§ **ACTIVITY**: Examine the records and identify each line that includes the string "shell". Copy those lines.

(Stored data entries)

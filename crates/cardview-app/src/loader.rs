//! Card sources for the page.

use std::time::Duration;

use async_trait::async_trait;
use cardview_common::{color_for_brand, Card, CardBrand, CardStatus, CardviewError};
use cardview_config::LoaderConfig;
use tracing::debug;

/// Produces the card list shown when the page mounts.
#[async_trait]
pub trait CardLoader: Send + Sync {
    async fn load(&self) -> Result<Vec<Card>, CardviewError>;
}

/// Returns the built-in demo cards after a simulated round-trip.
#[derive(Debug, Clone)]
pub struct MockCardLoader {
    delay: Duration,
}

impl MockCardLoader {
    pub fn new(delay: Duration) -> Self {
        Self { delay }
    }

    pub fn from_config(config: &LoaderConfig) -> Self {
        Self::new(Duration::from_millis(u64::from(config.delay_ms)))
    }
}

#[async_trait]
impl CardLoader for MockCardLoader {
    async fn load(&self) -> Result<Vec<Card>, CardviewError> {
        if !self.delay.is_zero() {
            debug!(delay_ms = self.delay.as_millis() as u64, "simulating card fetch");
            tokio::time::sleep(self.delay).await;
        }
        Ok(mock_cards())
    }
}

/// Demo cards for development and the headless shell.
pub fn mock_cards() -> Vec<Card> {
    let card = |id: &str,
                last_four: &str,
                (month, year): (u32, i32),
                brand: CardBrand,
                status: CardStatus,
                (limit, available): (f64, f64),
                is_virtual: bool| Card {
        id: id.to_string(),
        last_four_digits: last_four.to_string(),
        cardholder_name: "Gabriel Silva".to_string(),
        expiration_month: month,
        expiration_year: year,
        brand,
        status,
        limit,
        available_limit: available,
        is_virtual,
        color: Some(color_for_brand(brand)),
    };

    vec![
        card(
            "card-001",
            "4589",
            (8, 2028),
            CardBrand::Visa,
            CardStatus::Active,
            (15000.0, 12500.0),
            false,
        ),
        card(
            "card-002",
            "7821",
            (3, 2027),
            CardBrand::Mastercard,
            CardStatus::Active,
            (8000.0, 4200.0),
            false,
        ),
        card(
            "card-003",
            "1234",
            (12, 2026),
            CardBrand::Elo,
            CardStatus::Blocked,
            (5000.0, 5000.0),
            true,
        ),
    ]
}
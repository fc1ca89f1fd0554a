//! Messaging bridge between the card page and the native shell hosting it.
//!
//! Provides:
//! - Typed `{type, payload, timestamp}` envelopes with per-type payloads
//! - Prioritized transport probing (React Native, WebKit, Android, none)
//! - Inbound listening on the window and document message surfaces
//! - A single-slot callback that can be replaced without re-subscribing

pub mod channel;
pub mod events;
pub mod message;
pub mod transport;

pub use channel::{
    parse_inbound, BridgeChannel, BridgeSettings, MessageCallback, Subscription, SubscriptionState,
};
pub use events::{EventSurface, HostEventTarget, Listener, ListenerId, MessageData};
pub use message::{
    CardActionPayload, CardSelectedPayload, DataRequestPayload, DataResponsePayload, Envelope,
    ErrorPayload, Message, MessageType, NavigationPayload,
};
pub use transport::{
    HostBridges, HostHandle, Transport, TransportKind, WebkitNamespace, DEFAULT_WEBKIT_HANDLER,
};
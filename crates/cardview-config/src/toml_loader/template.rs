//! Default TOML config template with inline documentation comments.

/// Generate the default TOML config content with comments.
pub(crate) fn default_config_toml() -> &'static str {
    r#"# Cardview Configuration
# Schema version 1
# Only override what you want to change -- missing fields use defaults.

[bridge]
# Name of the handler under webkit.messageHandlers
# webkit_handler = "nativeBridge"
# Log outgoing messages when no native host is attached
# log_fallback = true

[loader]
# Simulated loading delay before cards appear
# delay_ms = 600         # 0-10000

[carousel]
# show_dots = true
# start_index = 0

[logging]
# level = "info"         # trace | debug | info | warn | error
"#
}
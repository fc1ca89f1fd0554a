use serde::{Deserialize, Serialize};

/// Card network. Unrecognized names map to `Unknown`.
#[derive(Debug, Clone, Copy, PartialEq, Eq, Hash, Serialize, Deserialize)]
#[serde(rename_all = "lowercase")]
pub enum CardBrand {
    Visa,
    Mastercard,
    Elo,
    Amex,
    Hipercard,
    #[serde(other)]
    Unknown,
}

/// Background gradient and foreground colors for rendering a card.
#[derive(Debug, Clone, PartialEq, Eq, Serialize, Deserialize)]
pub struct CardColor {
    pub primary: String,
    pub secondary: String,
    pub text: String,
}

impl CardColor {
    fn new(primary: &str, secondary: &str) -> Self {
        Self {
            primary: primary.to_string(),
            secondary: secondary.to_string(),
            text: "#FFFFFF".to_string(),
        }
    }
}

/// Default palette for a brand.
pub fn color_for_brand(brand: CardBrand) -> CardColor {
    match brand {
        CardBrand::Visa => CardColor::new("#EC7000", "#D35400"),
        CardBrand::Mastercard => CardColor::new("#003366", "#002244"),
        CardBrand::Elo => CardColor::new("#FF8C2E", "#EC7000"),
        CardBrand::Amex => CardColor::new("#1A4D7C", "#003366"),
        CardBrand::Hipercard => CardColor::new("#EC7000", "#C55A00"),
        CardBrand::Unknown => CardColor::new("#5C6370", "#3D4450"),
    }
}

#[cfg(test)]
mod tests {
    use super::*;

    #[test]
    fn unknown_brand_name_deserializes_as_unknown() {
        let brand: CardBrand = serde_json::from_str("\"diners\"").unwrap();
        assert_eq!(brand, CardBrand::Unknown);
    }

    #[test]
    fn brand_names_are_lowercase() {
        assert_eq!(
            serde_json::to_string(&CardBrand::Mastercard).unwrap(),
            "\"mastercard\""
        );
        let brand: CardBrand = serde_json::from_str("\"hipercard\"").unwrap();
        assert_eq!(brand, CardBrand::Hipercard);
    }

    #[test]
    fn palettes_use_white_text() {
        for brand in [
            CardBrand::Visa,
            CardBrand::Mastercard,
            CardBrand::Elo,
            CardBrand::Amex,
            CardBrand::Hipercard,
            CardBrand::Unknown,
        ] {
            assert_eq!(color_for_brand(brand).text, "#FFFFFF");
        }
    }

    #[test]
    fn unknown_palette_is_gray() {
        let color = color_for_brand(CardBrand::Unknown);
        assert_eq!(color.primary, "#5C6370");
        assert_eq!(color.secondary, "#3D4450");
    }
}
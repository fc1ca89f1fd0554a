//! Where the config file lives, and writing the commented starter file.

use cardview_common::ConfigError;
use std::ffi::OsString;
use std::fs::OpenOptions;
use std::io::{ErrorKind, Write};
use std::path::{Path, PathBuf};
use tracing::{debug, info};

use super::template::default_config_toml;

/// Names a config file that replaces the per-user default.
pub const CONFIG_ENV_VAR: &str = "CARDVIEW_CONFIG";

/// `$CARDVIEW_CONFIG` when set, else `<config dir>/cardview/config.toml`.
pub fn default_config_path() -> Result<PathBuf, ConfigError> {
    resolve_config_path(std::env::var_os(CONFIG_ENV_VAR), dirs::config_dir())
}

fn resolve_config_path(
    env_path: Option<OsString>,
    config_dir: Option<PathBuf>,
) -> Result<PathBuf, ConfigError> {
    if let Some(path) = env_path.filter(|p| !p.is_empty()) {
        debug!(path = ?path, "config path from {CONFIG_ENV_VAR}");
        return Ok(PathBuf::from(path));
    }
    let config_dir = config_dir.ok_or_else(|| {
        ConfigError::ParseError(format!(
            "could not determine config directory; set {CONFIG_ENV_VAR}"
        ))
    })?;
    Ok(config_dir.join("cardview").join("config.toml"))
}

/// Write the starter config at `path`. A file already there is left alone.
pub fn create_default_config(path: &Path) -> Result<(), ConfigError> {
    let write_err = |e: std::io::Error| {
        ConfigError::ParseError(format!(
            "failed to write default config to {}: {e}",
            path.display()
        ))
    };

    if let Some(parent) = path.parent().filter(|p| !p.as_os_str().is_empty()) {
        std::fs::create_dir_all(parent).map_err(write_err)?;
    }

    let mut file = match OpenOptions::new().write(true).create_new(true).open(path) {
        Ok(file) => file,
        Err(e) if e.kind() == ErrorKind::AlreadyExists => {
            debug!(path = %path.display(), "config already present, not overwritten");
            return Ok(());
        }
        Err(e) => return Err(write_err(e)),
    };
    file.write_all(default_config_toml().as_bytes())
        .map_err(write_err)?;

    info!(path = %path.display(), "created default config");
    Ok(())
}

§ **TASK SOLUTION**:
/// Demo cards for development and the headless shell.
//! Messaging bridge between the card page and the native shell hosting it.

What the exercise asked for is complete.